Low funding of crypto projects by venture capital – what is the reason?

Low funding of crypto projects by venture capital - what is the reason?

In recent months we have seen a decline in the interest of venture capital (VC) funds in cryptocurrencies. Many voices are sounding the alarm that cryptocurrencies are losing their appeal to investors. However, is it really as bad as it might seem?

Is venture capital afraid of cryptocurrencies?

According to a recent study by Galaxy Research, funding for cryptocurrency projects is experiencing a decline not seen since the fourth quarter of 2020. This is a persistent trend that has been going on for 18 months. For example, in the same period a year ago, there was more than $6 billion invested in cryptocurrency projects in 600 transactions. However, in the last quarter we saw a sharp decline, when funding for cryptocurrency and blockchain technology companies dropped to $2.3 billion.

Still, not all cryptocurrency investors are losing faith in the industry. Kavita Gupta, founder of the Delta Blockchain Fund, says the cryptocurrency industry is still booming, but many projects are simply not announcing their funding rounds. This can lull people into thinking that VCs have lost interest in cryptocurrencies. Gupta reports that its fund made three deals last month and is working on more, highlighting that many other companies are also actively raising capital.

One example is also the initiative of Bitcoin bull Tim Draper, who recently announced a new venture studio called Draper Goren Blockchain (DGB), focused specifically on cryptocurrencies. Alon Goren, one of the founding partners, says the negative market sentiment has not affected their conviction. He stresses that many entrepreneurs are still joining the cryptocurrency space.

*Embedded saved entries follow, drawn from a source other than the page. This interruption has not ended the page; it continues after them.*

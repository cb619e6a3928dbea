//! Framework error type.
//!
//! Sub-crates define their own error enums and wrap `CoreError` as one
//! variant via `#[from]`, so configuration problems bubble up unchanged.

use thiserror::Error;

use crate::AnchorId;

/// The top-level error type for `sd-core` and a common base for sub-crates.
#[derive(Debug, Error)]
pub enum CoreError {
    #[error("anchor {0} not found")]
    AnchorNotFound(AnchorId),

    #[error("configuration error: {0}")]
    Config(String),

    #[error("parse error: {0}")]
    Parse(String),

    #[error("I/O error: {0}")]
    Io(#[from] std::io::Error),
}

/// Shorthand result type for `sd-core`.
pub type CoreResult<T> = Result<T, CoreError>;
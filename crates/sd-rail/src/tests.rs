//! Unit tests for sd-rail.
//!
//! All tests use a hand-crafted network so they run without any CSV file.

#[cfg(test)]
mod helpers {
    use sd_core::{AnchorId, RailPos};

    use crate::{Anchor, RailNetwork, RailNetworkBuilder, RailType};

    pub fn p(x: i32) -> RailPos {
        RailPos::new(x, 64, 0)
    }

    /// A straight line along x:
    ///
    /// ```text
    ///   0 ──siding── 40 ──iron── 140 ──platform── 180 ──iron── 280 ──platform── 320
    /// ```
    ///
    /// plus an isolated stub 1000 ── 1010 that nothing reaches.
    pub fn line_network() -> RailNetwork {
        let mut b = RailNetworkBuilder::new();
        b.add_track(p(0), p(40), 40.0, RailType::Siding).unwrap();
        b.add_track(p(40), p(140), 100.0, RailType::Iron).unwrap();
        b.add_track(p(140), p(180), 40.0, RailType::Platform).unwrap();
        b.add_track(p(180), p(280), 100.0, RailType::Iron).unwrap();
        b.add_track(p(280), p(320), 40.0, RailType::Platform).unwrap();
        b.add_track(p(1000), p(1010), 10.0, RailType::Iron).unwrap();
        b.build()
    }

    pub fn siding() -> Anchor {
        Anchor::new(AnchorId(1), p(0), p(40))
    }

    pub fn platform_a() -> Anchor {
        Anchor::new(AnchorId(10), p(140), p(180)).with_dwell(2.0)
    }

    pub fn platform_b() -> Anchor {
        Anchor::new(AnchorId(11), p(280), p(320)).with_dwell(3.0)
    }

    pub fn island() -> Anchor {
        Anchor::new(AnchorId(99), p(1000), p(1010))
    }
}

// ── Rails & network structure ─────────────────────────────────────────────────

#[cfg(test)]
mod network {
    use super::helpers::{line_network, p};
    use crate::{Rail, RailNetworkBuilder, RailType};

    #[test]
    fn empty_build() {
        let net = RailNetworkBuilder::new().build();
        assert!(net.is_empty());
        assert_eq!(net.rail_count(), 0);
        assert!(!net.has_edge(p(0), p(1)));
    }

    #[test]
    fn track_is_bidirectional() {
        let net = line_network();
        assert!(net.has_edge(p(0), p(40)));
        assert!(net.has_edge(p(40), p(0)));
        assert_eq!(net.edge(p(40), p(140)).map(|r| r.length), Some(100.0));
        assert!(!net.has_edge(p(0), p(140)));
        assert_eq!(net.rail_count(), 12);
    }

    #[test]
    fn neighbors_are_ordered() {
        let net = line_network();
        let out: Vec<_> = net.neighbors(p(40)).map(|(to, _)| to).collect();
        assert_eq!(out, vec![p(0), p(140)]);
        assert_eq!(net.neighbors(p(5)).count(), 0);
    }

    #[test]
    fn replacing_a_rail_keeps_count() {
        let mut b = RailNetworkBuilder::new();
        b.add_rail(p(0), p(1), 1.0, RailType::Wooden).unwrap();
        b.add_rail(p(0), p(1), 2.0, RailType::Diamond).unwrap();
        assert_eq!(b.rail_count(), 1);
        let net = b.build();
        assert_eq!(net.edge(p(0), p(1)).map(|r| r.rail_type), Some(RailType::Diamond));
    }

    #[test]
    fn rejects_non_positive_length() {
        assert!(Rail::new(0.0, RailType::Iron).is_err());
        assert!(Rail::new(-3.0, RailType::Iron).is_err());
        assert!(Rail::new(f32::INFINITY, RailType::Iron).is_err());
        assert!(RailNetworkBuilder::new().add_track(p(0), p(1), 0.0, RailType::Iron).is_err());
    }

    #[test]
    fn rail_type_table() {
        assert!(RailType::Iron.can_accelerate());
        assert!(!RailType::Platform.can_accelerate());
        assert!(!RailType::Siding.can_accelerate());
        // 80 km/h = 80 / 3.6 / 20 blocks per tick.
        assert!((RailType::Iron.max_blocks_per_tick() - 80.0 / 72.0).abs() < 1e-6);
        assert_eq!(RailType::from_name("Turn_Back"), Some(RailType::TurnBack));
        assert_eq!(RailType::from_name("maglev"), None);
    }
}

// ── Path segments & append ────────────────────────────────────────────────────

#[cfg(test)]
mod path {
    use sd_core::AnchorId;

    use super::helpers::p;
    use crate::{PathSegment, Rail, RailError, RailType, append_path};

    fn seg(from: i32, to: i32, index: u32) -> PathSegment {
        let rail = Rail::new((to - from).abs() as f32, RailType::Iron).unwrap();
        PathSegment::new(rail, p(from), p(to), None, 0.0, index).unwrap()
    }

    #[test]
    fn rejects_zero_length() {
        let rail = Rail { length: 0.0, rail_type: RailType::Iron };
        let err = PathSegment::new(rail, p(0), p(0), None, 0.0, 0).unwrap_err();
        assert!(matches!(err, RailError::InvalidSegment { .. }));
    }

    #[test]
    fn rejects_negative_dwell() {
        let rail = Rail::new(5.0, RailType::Platform).unwrap();
        assert!(PathSegment::new(rail, p(0), p(5), Some(AnchorId(1)), -1.0, 0).is_err());
        assert!(PathSegment::new(rail, p(0), p(5), Some(AnchorId(1)), f32::NAN, 0).is_err());
        assert!(PathSegment::new(rail, p(0), p(5), Some(AnchorId(1)), 0.0, 0).is_ok());
    }

    #[test]
    fn append_to_empty_keeps_numbering() {
        let mut dst = Vec::new();
        append_path(&mut dst, &[seg(0, 10, 7), seg(10, 20, 8)]);
        let idx: Vec<u32> = dst.iter().map(PathSegment::index).collect();
        assert_eq!(idx, vec![7, 8]);
    }

    #[test]
    fn append_continues_numbering() {
        let mut dst = vec![seg(0, 10, 0), seg(10, 20, 1)];
        append_path(&mut dst, &[seg(20, 30, 0), seg(30, 40, 1)]);
        let idx: Vec<u32> = dst.iter().map(PathSegment::index).collect();
        assert_eq!(idx, vec![0, 1, 2, 3]);
        assert_eq!(dst[2].start(), p(20));
    }

    #[test]
    fn append_skips_shared_track() {
        let mut dst = vec![seg(0, 10, 0), seg(10, 20, 1)];
        append_path(&mut dst, &[seg(10, 20, 5), seg(20, 30, 6)]);
        assert_eq!(dst.len(), 3);
        assert_eq!(dst[2].start(), p(20));
        assert_eq!(dst[2].index(), 2);
    }

    #[test]
    fn append_empty_src_is_noop() {
        let mut dst = vec![seg(0, 10, 0)];
        append_path(&mut dst, &[]);
        assert_eq!(dst.len(), 1);
    }
}

// ── Dijkstra path finder ──────────────────────────────────────────────────────

#[cfg(test)]
mod finder {
    use sd_core::AnchorId;

    use super::helpers::{island, line_network, p, platform_a, platform_b, siding};
    use crate::{DijkstraPathFinder, PathFinder, PathSegment, RailNetwork};

    #[test]
    fn siding_to_platform() {
        let net = line_network();
        let path = DijkstraPathFinder.find_path(&net, &[siding(), platform_a()], 0).unwrap();

        let hops: Vec<_> = path.iter().map(|s| (s.start(), s.end())).collect();
        assert_eq!(hops, vec![(p(0), p(40)), (p(40), p(140)), (p(140), p(180))]);

        assert_eq!(path[0].stop(), Some(AnchorId(1)));
        assert_eq!(path[1].stop(), None);
        assert_eq!(path[2].stop(), Some(AnchorId(10)));
        assert_eq!(path[2].dwell_time(), 2.0);
        assert_eq!(path[1].dwell_time(), 0.0);
    }

    #[test]
    fn offset_seeds_numbering() {
        let net = line_network();
        let path = DijkstraPathFinder.find_path(&net, &[siding(), platform_a()], 4).unwrap();
        let idx: Vec<u32> = path.iter().map(PathSegment::index).collect();
        assert_eq!(idx, vec![4, 5, 6]);
    }

    #[test]
    fn return_leg_reverses_direction() {
        let net = line_network();
        let path = DijkstraPathFinder.find_path(&net, &[platform_b(), siding()], 0).unwrap();
        assert_eq!(path.first().map(|s| (s.start(), s.end())), Some((p(320), p(280))));
        assert_eq!(path.last().map(|s| (s.start(), s.end())), Some((p(40), p(0))));
        assert_eq!(path.len(), 5);
    }

    #[test]
    fn multi_waypoint_path_is_contiguous() {
        let net = line_network();
        let path = DijkstraPathFinder
            .find_path(&net, &[siding(), platform_a(), platform_b()], 0)
            .unwrap();
        for pair in path.windows(2) {
            assert_eq!(pair[0].end(), pair[1].start());
        }
        assert_eq!(path.last().and_then(PathSegment::stop), Some(AnchorId(11)));
    }

    #[test]
    fn unreachable_is_empty_not_error() {
        let net = line_network();
        let path = DijkstraPathFinder.find_path(&net, &[siding(), island()], 0).unwrap();
        assert!(path.is_empty());
    }

    #[test]
    fn degenerate_waypoint_lists_are_empty() {
        let net = line_network();
        assert!(DijkstraPathFinder.find_path(&net, &[], 0).unwrap().is_empty());
        assert!(DijkstraPathFinder.find_path(&net, &[siding()], 0).unwrap().is_empty());
        assert!(DijkstraPathFinder
            .find_path(&RailNetwork::empty(), &[siding(), platform_a()], 0)
            .unwrap()
            .is_empty());
    }
}

// ── CSV loader ────────────────────────────────────────────────────────────────

#[cfg(test)]
mod loader {
    use std::io::Cursor;

    use super::helpers::p;
    use crate::{RailError, RailType, load_network_reader};

    const CSV: &str = "\
x1,y1,z1,x2,y2,z2,length,rail_type,one_way\n\
0,64,0,40,64,0,40,siding,false\n\
40,64,0,140,64,0,100,iron,\n\
140,64,0,180,64,0,40,platform,true\n\
";

    #[test]
    fn loads_rows() {
        let net = load_network_reader(Cursor::new(CSV)).unwrap();
        assert_eq!(net.rail_count(), 5);
        assert!(net.has_edge(p(40), p(0)));
        assert!(net.has_edge(p(140), p(180)));
        assert!(!net.has_edge(p(180), p(140)), "one_way row adds a single rail");
        assert_eq!(net.edge(p(0), p(40)).map(|r| r.rail_type), Some(RailType::Siding));
    }

    #[test]
    fn unknown_rail_type_errors() {
        let csv = "x1,y1,z1,x2,y2,z2,length,rail_type\n0,0,0,1,0,0,1,maglev\n";
        let err = load_network_reader(Cursor::new(csv)).unwrap_err();
        assert!(matches!(err, RailError::UnknownRailType(ref t) if t == "maglev"));
    }

    #[test]
    fn bad_length_errors() {
        let csv = "x1,y1,z1,x2,y2,z2,length,rail_type\n0,0,0,1,0,0,0,iron\n";
        assert!(matches!(load_network_reader(Cursor::new(csv)), Err(RailError::Parse(_))));
    }
}
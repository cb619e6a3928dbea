//! One live vehicle instance bound to a siding.

use sd_core::{AnchorId, VehicleId, VehicleMapping};

/// A vehicle owned by a siding's population.
///
/// A vehicle is either **at the depot** (`on_route = false`, waiting at the
/// start of the path) or **on route** (replaying the siding's time profile).
/// `rail_progress` is the distance travelled along the path.
///
/// Vehicles do not hold their path: the siding owns path and profile and
/// lends them to the simulator every tick, so a vehicle is independently
/// serializable.
#[derive(Clone, Debug, PartialEq)]
#[cfg_attr(feature = "serde", derive(serde::Serialize, serde::Deserialize))]
pub struct Vehicle {
    id:            VehicleId,
    siding:        AnchorId,
    mapping:       VehicleMapping,
    car_count:     u32,
    rail_progress: f32,
    /// Ticks since departure; meaningful only while on route.
    elapsed:       f32,
    /// Ticks spent waiting at the depot since the last arrival.
    held:          f32,
    on_route:      bool,
}

impl Vehicle {
    /// A new vehicle waiting at the start of the path.
    pub fn new(id: VehicleId, siding: AnchorId, mapping: VehicleMapping, car_count: u32) -> Self {
        Self {
            id,
            siding,
            mapping,
            car_count,
            rail_progress: 0.0,
            elapsed:       0.0,
            held:          0.0,
            on_route:      false,
        }
    }

    #[inline]
    pub fn id(&self) -> VehicleId {
        self.id
    }

    #[inline]
    pub fn siding(&self) -> AnchorId {
        self.siding
    }

    #[inline]
    pub fn mapping(&self) -> &VehicleMapping {
        &self.mapping
    }

    #[inline]
    pub fn car_count(&self) -> u32 {
        self.car_count
    }

    /// `true` if this is the siding's canonical home vehicle.
    #[inline]
    pub fn is_home(&self) -> bool {
        self.id.is_home_of(self.siding)
    }

    #[inline]
    pub fn rail_progress(&self) -> f32 {
        self.rail_progress
    }

    #[inline]
    pub fn is_on_route(&self) -> bool {
        self.on_route
    }

    #[inline]
    pub fn elapsed(&self) -> f32 {
        self.elapsed
    }

    #[inline]
    pub fn held(&self) -> f32 {
        self.held
    }

    /// `true` while the vehicle waits at the depot or is still within
    /// `threshold` blocks of the start of the path.
    #[inline]
    pub fn is_close_to_depot(&self, threshold: f32) -> bool {
        !self.on_route || self.rail_progress < threshold
    }

    // ── State transitions (driven by a VehicleSimulator) ──────────────────

    /// Accumulate waiting time at the depot.
    pub fn hold(&mut self, ticks: f32) {
        self.held += ticks;
    }

    /// Leave the depot and start replaying the profile.
    pub fn depart(&mut self) {
        self.on_route = true;
        self.elapsed = 0.0;
        self.held = 0.0;
        self.rail_progress = 0.0;
    }

    /// Move to `rail_progress` at `elapsed` ticks after departure.
    pub fn advance(&mut self, elapsed: f32, rail_progress: f32) {
        self.elapsed = elapsed;
        self.rail_progress = rail_progress;
    }

    /// Finish the run and wait at the start of the path again.
    pub fn return_to_depot(&mut self) {
        self.on_route = false;
        self.elapsed = 0.0;
        self.held = 0.0;
        self.rail_progress = 0.0;
    }
}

MEXC Ventures, the investment subsidiary of the MEXC exchange, also announced a significant investment in Toncoin, proving that there is still a lot of interest in the crypto space.

Increased caution and deeper analysis

However, Gupta points out that the depressed market has had an impact on VC investment. He points to the previous bull market cycle, when there were 1,300 deals worth $11.8 billion in the second quarter of last year. Now “the rounds just aren’t as oversubscribed as before.” This is a good thing from her point of view, as it allows companies to do more thorough due diligence, since 99% of these rounds turned out to be unreliable.

It’s also worth noting other areas that could attract investment, replacing cryptocurrencies in investors’ portfolios. Gupta points to AI on-chain projects that are gaining popularity, although there are doubts that these projects will prove successful.

What does the future hold?

Gupta points to two key issues. First, regulation is needed to clean up the market. But until then, project developers may face restrictions on raising capital. Second, the cryptocurrency industry needs to be more recognized in the mainstream. An example is JPMorgan’s decision to end crypto operations at its Chase UK institutions, which may put pressure on other companies to follow suit.

For entrepreneurs looking to raise financing, the situation is challenging. Much more is now required of them than just the idea phase. Gupta concludes: “We are looking for companies that have contracts showing that their product will be used. That’s now a requirement for credibility.”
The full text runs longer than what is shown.